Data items
----

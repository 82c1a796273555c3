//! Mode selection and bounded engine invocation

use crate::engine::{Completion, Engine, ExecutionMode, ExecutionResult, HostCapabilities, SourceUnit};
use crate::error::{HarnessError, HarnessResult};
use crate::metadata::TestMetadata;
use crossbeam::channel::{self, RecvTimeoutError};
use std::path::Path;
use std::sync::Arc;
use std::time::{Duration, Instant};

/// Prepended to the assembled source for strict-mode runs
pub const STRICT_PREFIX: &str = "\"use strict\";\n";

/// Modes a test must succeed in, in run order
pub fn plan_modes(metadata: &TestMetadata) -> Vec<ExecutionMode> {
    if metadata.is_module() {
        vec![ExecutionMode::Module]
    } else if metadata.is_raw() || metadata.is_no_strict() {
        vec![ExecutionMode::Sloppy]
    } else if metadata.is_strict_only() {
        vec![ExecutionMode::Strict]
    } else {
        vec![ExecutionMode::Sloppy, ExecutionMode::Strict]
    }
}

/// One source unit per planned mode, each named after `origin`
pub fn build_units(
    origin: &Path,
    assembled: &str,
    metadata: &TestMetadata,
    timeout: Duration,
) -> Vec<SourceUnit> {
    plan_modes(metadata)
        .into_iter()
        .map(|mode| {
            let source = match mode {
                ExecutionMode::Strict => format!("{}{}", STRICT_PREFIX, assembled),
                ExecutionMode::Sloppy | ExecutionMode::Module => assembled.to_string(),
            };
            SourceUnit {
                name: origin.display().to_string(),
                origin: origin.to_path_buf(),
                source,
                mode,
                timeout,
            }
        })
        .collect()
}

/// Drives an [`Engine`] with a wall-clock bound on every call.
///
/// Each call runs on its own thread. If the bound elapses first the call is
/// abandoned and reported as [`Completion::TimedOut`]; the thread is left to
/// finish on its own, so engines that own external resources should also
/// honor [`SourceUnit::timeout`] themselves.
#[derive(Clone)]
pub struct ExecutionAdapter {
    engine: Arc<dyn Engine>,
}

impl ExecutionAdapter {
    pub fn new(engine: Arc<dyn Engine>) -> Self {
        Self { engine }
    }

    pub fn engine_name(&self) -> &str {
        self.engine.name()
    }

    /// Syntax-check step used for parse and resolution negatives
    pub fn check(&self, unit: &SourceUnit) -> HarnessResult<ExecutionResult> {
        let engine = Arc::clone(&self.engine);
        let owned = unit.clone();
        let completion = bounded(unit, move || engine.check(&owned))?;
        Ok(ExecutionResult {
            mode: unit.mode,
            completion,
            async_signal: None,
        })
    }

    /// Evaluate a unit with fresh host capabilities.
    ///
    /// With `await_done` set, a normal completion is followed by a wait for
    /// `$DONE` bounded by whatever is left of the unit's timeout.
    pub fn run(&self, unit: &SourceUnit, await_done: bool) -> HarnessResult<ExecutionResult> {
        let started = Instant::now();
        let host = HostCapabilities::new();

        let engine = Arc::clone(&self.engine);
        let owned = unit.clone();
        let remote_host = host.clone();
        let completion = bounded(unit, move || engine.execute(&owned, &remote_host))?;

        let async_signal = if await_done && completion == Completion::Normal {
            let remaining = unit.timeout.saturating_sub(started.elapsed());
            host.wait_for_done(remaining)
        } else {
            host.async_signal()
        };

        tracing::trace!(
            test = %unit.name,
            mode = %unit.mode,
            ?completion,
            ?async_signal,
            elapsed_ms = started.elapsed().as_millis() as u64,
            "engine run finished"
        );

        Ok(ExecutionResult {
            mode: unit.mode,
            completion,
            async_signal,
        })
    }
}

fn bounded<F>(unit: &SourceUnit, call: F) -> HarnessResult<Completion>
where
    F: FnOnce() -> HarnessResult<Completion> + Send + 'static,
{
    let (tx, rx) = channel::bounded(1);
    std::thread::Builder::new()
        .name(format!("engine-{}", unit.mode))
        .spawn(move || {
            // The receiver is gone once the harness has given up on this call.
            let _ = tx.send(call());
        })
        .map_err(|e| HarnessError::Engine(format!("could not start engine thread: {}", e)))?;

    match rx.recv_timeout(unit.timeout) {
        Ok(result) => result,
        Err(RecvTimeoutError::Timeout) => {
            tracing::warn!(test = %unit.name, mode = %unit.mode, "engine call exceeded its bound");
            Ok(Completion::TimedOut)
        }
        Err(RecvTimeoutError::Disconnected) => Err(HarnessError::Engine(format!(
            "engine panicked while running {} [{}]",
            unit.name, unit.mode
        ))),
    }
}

----

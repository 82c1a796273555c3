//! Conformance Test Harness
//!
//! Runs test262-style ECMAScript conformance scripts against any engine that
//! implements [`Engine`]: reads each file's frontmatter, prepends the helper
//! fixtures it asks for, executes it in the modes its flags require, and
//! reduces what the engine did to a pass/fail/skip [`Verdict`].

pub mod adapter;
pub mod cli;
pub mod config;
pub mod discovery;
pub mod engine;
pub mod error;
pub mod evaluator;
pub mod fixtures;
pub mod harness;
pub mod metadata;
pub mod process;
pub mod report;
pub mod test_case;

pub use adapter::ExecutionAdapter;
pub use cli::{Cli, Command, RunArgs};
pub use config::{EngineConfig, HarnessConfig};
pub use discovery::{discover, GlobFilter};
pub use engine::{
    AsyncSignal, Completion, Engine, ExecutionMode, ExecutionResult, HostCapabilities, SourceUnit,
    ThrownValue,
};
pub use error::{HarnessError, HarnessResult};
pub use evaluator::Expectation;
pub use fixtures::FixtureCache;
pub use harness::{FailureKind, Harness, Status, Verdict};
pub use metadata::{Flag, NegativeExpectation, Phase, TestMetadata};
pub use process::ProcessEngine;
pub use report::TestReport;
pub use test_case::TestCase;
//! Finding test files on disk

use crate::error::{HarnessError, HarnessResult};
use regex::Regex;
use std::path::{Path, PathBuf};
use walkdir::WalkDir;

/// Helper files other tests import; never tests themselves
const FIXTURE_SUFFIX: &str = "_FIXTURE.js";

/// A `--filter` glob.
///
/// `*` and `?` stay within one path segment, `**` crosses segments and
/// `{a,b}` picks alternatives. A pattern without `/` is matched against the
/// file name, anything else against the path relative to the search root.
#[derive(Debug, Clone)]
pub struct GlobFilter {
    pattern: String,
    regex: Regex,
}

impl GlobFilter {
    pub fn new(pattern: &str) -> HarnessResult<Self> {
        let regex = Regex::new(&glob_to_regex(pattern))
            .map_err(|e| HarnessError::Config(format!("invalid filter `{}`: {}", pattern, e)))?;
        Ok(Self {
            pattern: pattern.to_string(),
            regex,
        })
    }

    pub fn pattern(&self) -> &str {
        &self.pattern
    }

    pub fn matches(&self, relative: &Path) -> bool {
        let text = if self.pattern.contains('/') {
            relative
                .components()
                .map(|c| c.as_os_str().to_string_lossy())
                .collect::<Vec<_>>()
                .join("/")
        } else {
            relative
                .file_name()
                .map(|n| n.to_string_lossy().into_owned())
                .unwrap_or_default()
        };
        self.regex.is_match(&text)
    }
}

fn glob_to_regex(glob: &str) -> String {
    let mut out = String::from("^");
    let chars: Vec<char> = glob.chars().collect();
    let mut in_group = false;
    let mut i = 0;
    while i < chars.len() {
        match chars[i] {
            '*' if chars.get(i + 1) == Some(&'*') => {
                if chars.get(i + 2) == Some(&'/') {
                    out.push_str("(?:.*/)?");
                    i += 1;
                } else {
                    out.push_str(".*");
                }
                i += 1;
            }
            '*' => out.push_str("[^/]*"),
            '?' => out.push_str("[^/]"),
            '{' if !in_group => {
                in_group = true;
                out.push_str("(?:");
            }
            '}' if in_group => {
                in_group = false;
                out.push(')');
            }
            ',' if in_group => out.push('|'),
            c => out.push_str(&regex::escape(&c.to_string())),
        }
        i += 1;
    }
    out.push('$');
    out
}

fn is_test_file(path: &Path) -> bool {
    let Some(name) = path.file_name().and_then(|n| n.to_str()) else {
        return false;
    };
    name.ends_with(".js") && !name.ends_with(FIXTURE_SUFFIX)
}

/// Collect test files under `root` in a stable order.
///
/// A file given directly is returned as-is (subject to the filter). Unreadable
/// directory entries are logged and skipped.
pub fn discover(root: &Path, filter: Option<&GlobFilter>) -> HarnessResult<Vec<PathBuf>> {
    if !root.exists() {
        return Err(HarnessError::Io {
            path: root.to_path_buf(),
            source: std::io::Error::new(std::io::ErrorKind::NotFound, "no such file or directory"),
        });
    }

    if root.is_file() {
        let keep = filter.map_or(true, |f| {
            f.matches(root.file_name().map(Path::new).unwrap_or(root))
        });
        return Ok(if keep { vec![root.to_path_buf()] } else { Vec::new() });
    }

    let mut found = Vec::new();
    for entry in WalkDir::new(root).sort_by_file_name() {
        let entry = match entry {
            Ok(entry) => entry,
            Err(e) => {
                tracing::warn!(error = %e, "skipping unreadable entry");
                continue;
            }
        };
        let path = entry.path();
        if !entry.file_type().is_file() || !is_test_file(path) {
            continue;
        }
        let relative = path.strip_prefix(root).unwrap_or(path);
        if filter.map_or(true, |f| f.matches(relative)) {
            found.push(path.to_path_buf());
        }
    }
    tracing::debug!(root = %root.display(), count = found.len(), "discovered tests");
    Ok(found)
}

----

**EXERCISE BRIEF**:
Give the number of lines above that include "pattern". Write nothing else.

**PROBLEM SOLUTION**:
9